Pozyskiwanie ciepła z drewna, jest dziś w całej Europie najtańszą i najnowocześniejszą, najszerzej wykorzystywaną technologią OZE, zapewniającą obok neutralności klimatycznej również niezależność od warunków atmosferycznych. Współczesne ogrzewacze pomieszczeń (piece i kominki), osiągając wysoką efektywność spalania biomasy drzewnej (80-90%), zapewniają już z powodzeniem niezależnie od warunków pogodowych czy dopływu prądu, stałe (8-24 godzinne) najtańsze ogrzewanie nawet całych domów – i to przy zagwarantowaniu europejskiego, całkowicie bezpiecznego dla zdrowia i środowiska poziomu emisyjności. Dlatego dziś nie ograniczenia – lecz działania upowszechniające i wspierające stosowanie technologii OZE opartych na indywidualnym spalaniu biomasy drzewnej, powinny stać się priorytetem transformacji energetycznej i wszelkich działań naprawczych lokalnych POP, czy uchwał antysmogowych. Niestety, dzieje się wprost odwrotnie – gdyż dzięki stosowaniu drastycznie zawyżonego wskaźnika – wskazuje się na palenie drewnem, jako na jedną z głównych przyczyn niskiej emisji i zanieczyszczania powietrza w Polsce.

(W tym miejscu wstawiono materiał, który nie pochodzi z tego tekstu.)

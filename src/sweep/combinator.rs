use super::{ProjectParameters, SoilScenario};
use crate::base::Direction;
use crate::slope::SlopeConfiguration;
use crate::springs::PipelineConfiguration;
use crate::StrError;

/// Returns the identifier of the i-th configuration of a sweep
pub fn config_id(index: usize) -> String {
    format!("Config_{:04}", index)
}

/// Decomposes a sequence number into the positions along each axis
///
/// The first axis is the outermost one (slowest varying) and the last axis the innermost one.
fn positions(mut index: usize, sizes: &[usize]) -> Vec<usize> {
    let mut pos = vec![0; sizes.len()];
    for (k, size) in sizes.iter().enumerate().rev() {
        pos[k] = index % size;
        index /= size;
    }
    pos
}

/// Returns the product of axis sizes (saturating)
fn product(sizes: &[usize]) -> usize {
    sizes.iter().fold(1_usize, |acc, n| acc.saturating_mul(*n))
}

/// Checks that all values of an axis satisfy a condition
fn check_axis(name: &str, values: &[f64], zero_ok: bool) -> Result<(), StrError> {
    if values.is_empty() {
        log::error!("sweep axis {} is empty", name);
        return Err("sweep axes must not be empty");
    }
    for value in values {
        let ok = value.is_finite() && if zero_ok { *value >= 0.0 } else { *value > 0.0 };
        if !ok {
            log::error!("sweep axis {} has an invalid value {:?}", name, value);
            return Err("sweep axis has an invalid value");
        }
    }
    Ok(())
}

/// Expands the slope axes into slope configurations
///
/// The traversal order is (outermost to innermost): slope angle → slope height → groundwater ratio
/// → soil scenario. Thus, `Config_0000` to `Config_{n-1}` cover all scenarios of the first
/// (angle, height, ratio) triple, and so on.
///
/// # Example
///
/// ```
/// use pgdsim::prelude::*;
///
/// let params = ProjectParameters::new();
/// let sweep = SlopeSweep::new(&params).unwrap();
/// assert_eq!(sweep.total_combinations(), 7 * 7 * 3 * 3);
///
/// let config = sweep.config_at(4).unwrap();
/// assert_eq!(config.config_id, "Config_0004");
/// assert_eq!(config.scenario, "Medium Soil Scenario");
/// assert_eq!(config.groundwater_ratio, 0.7);
/// ```
pub struct SlopeSweep {
    angles: Vec<f64>,
    heights: Vec<f64>,
    ratios: Vec<f64>,
    scenarios: Vec<SoilScenario>,
    cap: Option<usize>,
}

impl SlopeSweep {
    /// Allocates a new instance
    ///
    /// # Errors
    ///
    /// Returns an error if an axis is empty, if a value is out of range, or if a soil scenario
    /// does not have exactly two valid layers. The detailed reason is logged.
    pub fn new(params: &ProjectParameters) -> Result<Self, StrError> {
        for angle in &params.slope_angles {
            if !(*angle > 0.0 && *angle < 90.0) {
                log::error!("slope angle = {:?} is incorrect; it must be 0 < angle < 90", angle);
                return Err("sweep axis has an invalid value");
            }
        }
        check_axis("slope_angles", &params.slope_angles, false)?;
        check_axis("slope_heights", &params.slope_heights, false)?;
        check_axis("groundwater_ratios", &params.groundwater_ratios, true)?;
        if params.soil_scenarios.is_empty() {
            log::error!("sweep axis soil_scenarios is empty");
            return Err("sweep axes must not be empty");
        }
        for scenario in &params.soil_scenarios {
            if let Some(msg) = scenario.validate() {
                log::error!("{}", msg);
                return Err("cannot allocate SlopeSweep because scenario.validate() failed");
            }
        }
        let sweep = SlopeSweep {
            angles: params.slope_angles.clone(),
            heights: params.slope_heights.clone(),
            ratios: params.groundwater_ratios.clone(),
            scenarios: params.soil_scenarios.clone(),
            cap: None,
        }
        .with_cap(params.slope_cap);
        log::info!(
            "slope sweep: {} combinations ({} angles × {} heights × {} groundwater ratios × {} soil scenarios)",
            sweep.total_combinations(),
            sweep.angles.len(),
            sweep.heights.len(),
            sweep.ratios.len(),
            sweep.scenarios.len()
        );
        Ok(sweep)
    }

    /// Limits the number of configurations (keeps the first ones in traversal order)
    pub fn with_cap(mut self, cap: Option<usize>) -> Self {
        self.cap = cap;
        if let Some(n) = cap {
            if n < self.total_combinations() {
                log::info!(
                    "slope sweep capped at {} of {} combinations",
                    n,
                    self.total_combinations()
                );
            }
        }
        self
    }

    fn sizes(&self) -> [usize; 4] {
        [self.angles.len(), self.heights.len(), self.ratios.len(), self.scenarios.len()]
    }

    /// Returns the product of all axis lengths (ignores the cap)
    pub fn total_combinations(&self) -> usize {
        product(&self.sizes())
    }

    /// Returns the number of configurations to be generated (considers the cap)
    pub fn len(&self) -> usize {
        match self.cap {
            Some(n) => usize::min(n, self.total_combinations()),
            None => self.total_combinations(),
        }
    }

    /// Returns true if no configuration will be generated
    pub fn is_empty(&self) -> bool {
        self.len() == 0
    }

    /// Returns the configuration with a given sequence number
    pub fn config_at(&self, index: usize) -> Result<SlopeConfiguration, StrError> {
        if index >= self.len() {
            return Err("configuration index is out of range");
        }
        let p = positions(index, &self.sizes());
        SlopeConfiguration::new(
            &config_id(index),
            self.angles[p[0]],
            self.heights[p[1]],
            self.ratios[p[2]],
            &self.scenarios[p[3]],
        )
    }

    /// Returns an iterator over all configurations
    pub fn iter(&self) -> impl Iterator<Item = Result<SlopeConfiguration, StrError>> + '_ {
        (0..self.len()).map(move |i| self.config_at(i))
    }

    /// Generates all configurations
    pub fn build(&self) -> Result<Vec<SlopeConfiguration>, StrError> {
        self.iter().collect()
    }
}

/// Expands the pipeline axes into pipeline configurations
///
/// The traversal order is (outermost to innermost): outside diameter → wall thickness → grade
/// → depth of cover → length in PGD zone → coating → internal pressure → direction.
///
/// Combinations with a wall thickness not smaller than the outer radius are generated anyway;
/// the stress engine rejects them individually.
pub struct PipelineSweep {
    ods: Vec<f64>,
    wts: Vec<f64>,
    grades: Vec<String>,
    docs: Vec<f64>,
    lengths: Vec<f64>,
    coatings: Vec<String>,
    pressures: Vec<f64>,
    directions: Vec<Direction>,
    cap: Option<usize>,
}

impl PipelineSweep {
    /// Allocates a new instance
    ///
    /// # Errors
    ///
    /// Returns an error if an axis is empty or if a value is out of range. The detailed reason is logged.
    pub fn new(params: &ProjectParameters) -> Result<Self, StrError> {
        check_axis("pipe_outside_diameters", &params.pipe_outside_diameters, false)?;
        check_axis("pipe_wall_thicknesses", &params.pipe_wall_thicknesses, false)?;
        check_axis("pipe_depths_of_cover", &params.pipe_depths_of_cover, true)?;
        check_axis("pipe_lengths_in_pgd", &params.pipe_lengths_in_pgd, false)?;
        check_axis("internal_pressures", &params.internal_pressures, true)?;
        if params.pipe_grades.is_empty() || params.pipe_coatings.is_empty() || params.pgd_directions.is_empty() {
            log::error!("pipe_grades, pipe_coatings, and pgd_directions must not be empty");
            return Err("sweep axes must not be empty");
        }
        let sweep = PipelineSweep {
            ods: params.pipe_outside_diameters.clone(),
            wts: params.pipe_wall_thicknesses.clone(),
            grades: params.pipe_grades.clone(),
            docs: params.pipe_depths_of_cover.clone(),
            lengths: params.pipe_lengths_in_pgd.clone(),
            coatings: params.pipe_coatings.clone(),
            pressures: params.internal_pressures.clone(),
            directions: params.pgd_directions.clone(),
            cap: None,
        }
        .with_cap(params.pipe_cap);
        log::info!("pipeline sweep: {} combinations", sweep.total_combinations());
        Ok(sweep)
    }

    /// Limits the number of configurations (keeps the first ones in traversal order)
    pub fn with_cap(mut self, cap: Option<usize>) -> Self {
        self.cap = cap;
        if let Some(n) = cap {
            if n < self.total_combinations() {
                log::info!(
                    "pipeline sweep capped at {} of {} combinations",
                    n,
                    self.total_combinations()
                );
            }
        }
        self
    }

    fn sizes(&self) -> [usize; 8] {
        [
            self.ods.len(),
            self.wts.len(),
            self.grades.len(),
            self.docs.len(),
            self.lengths.len(),
            self.coatings.len(),
            self.pressures.len(),
            self.directions.len(),
        ]
    }

    /// Returns the product of all axis lengths (ignores the cap)
    pub fn total_combinations(&self) -> usize {
        product(&self.sizes())
    }

    /// Returns the number of configurations to be generated (considers the cap)
    pub fn len(&self) -> usize {
        match self.cap {
            Some(n) => usize::min(n, self.total_combinations()),
            None => self.total_combinations(),
        }
    }

    /// Returns true if no configuration will be generated
    pub fn is_empty(&self) -> bool {
        self.len() == 0
    }

    /// Returns the configuration with a given sequence number
    pub fn config_at(&self, index: usize) -> Result<PipelineConfiguration, StrError> {
        if index >= self.len() {
            return Err("configuration index is out of range");
        }
        let p = positions(index, &self.sizes());
        Ok(PipelineConfiguration {
            config_id: config_id(index),
            pipe_od: self.ods[p[0]],
            pipe_wt: self.wts[p[1]],
            grade: self.grades[p[2]].clone(),
            depth_of_cover: self.docs[p[3]],
            length_in_pgd: self.lengths[p[4]],
            coating: self.coatings[p[5]].clone(),
            internal_pressure: self.pressures[p[6]],
            direction: self.directions[p[7]],
        })
    }

    /// Returns an iterator over all configurations
    pub fn iter(&self) -> impl Iterator<Item = Result<PipelineConfiguration, StrError>> + '_ {
        (0..self.len()).map(move |i| self.config_at(i))
    }

    /// Generates all configurations
    pub fn build(&self) -> Result<Vec<PipelineConfiguration>, StrError> {
        self.iter().collect()
    }
}

////////////////////////////////////////////////////////////////////////////////////////////////////////////////////////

 Specjaliści z branży MŚP rzemiosła zduńskiego, już na etapie prac nad POP 2013 i 2017, a także obecnego POP 2020 dla Małopolski, tak w pismach, spotkaniach czy konsultacjach, jednoznacznie wskazywali na błędnie przyjmowany do obliczeń wskaźnik emisji pyłów ze spalania drewna, jako na główną przyczynę wadliwie formułowanych ograniczeń i działań naprawczych. W przedstawionych w załączeniu opracowaniach eksperckich, dowodnie ukazano popełnione błędy oraz wynikające z nich w konsekwencji bezskuteczne działania naprawcze.           

 

W związku z tym zwracamy się do Pana Wojewody o podjęcie działań, które doprowadzą do skorygowania przyjętych w POP zawyżonych wskaźników oraz błędnie wykonanych obliczeń modelowania matematycznego czy symulowanych wariantów efektu ekologicznego, a także do skorygowania uchwalonych działań naprawczych, wprowadzających nieuzasadnione ograniczenia w stosowaniu ogrzewaczy pomieszczeń spalających drewno.  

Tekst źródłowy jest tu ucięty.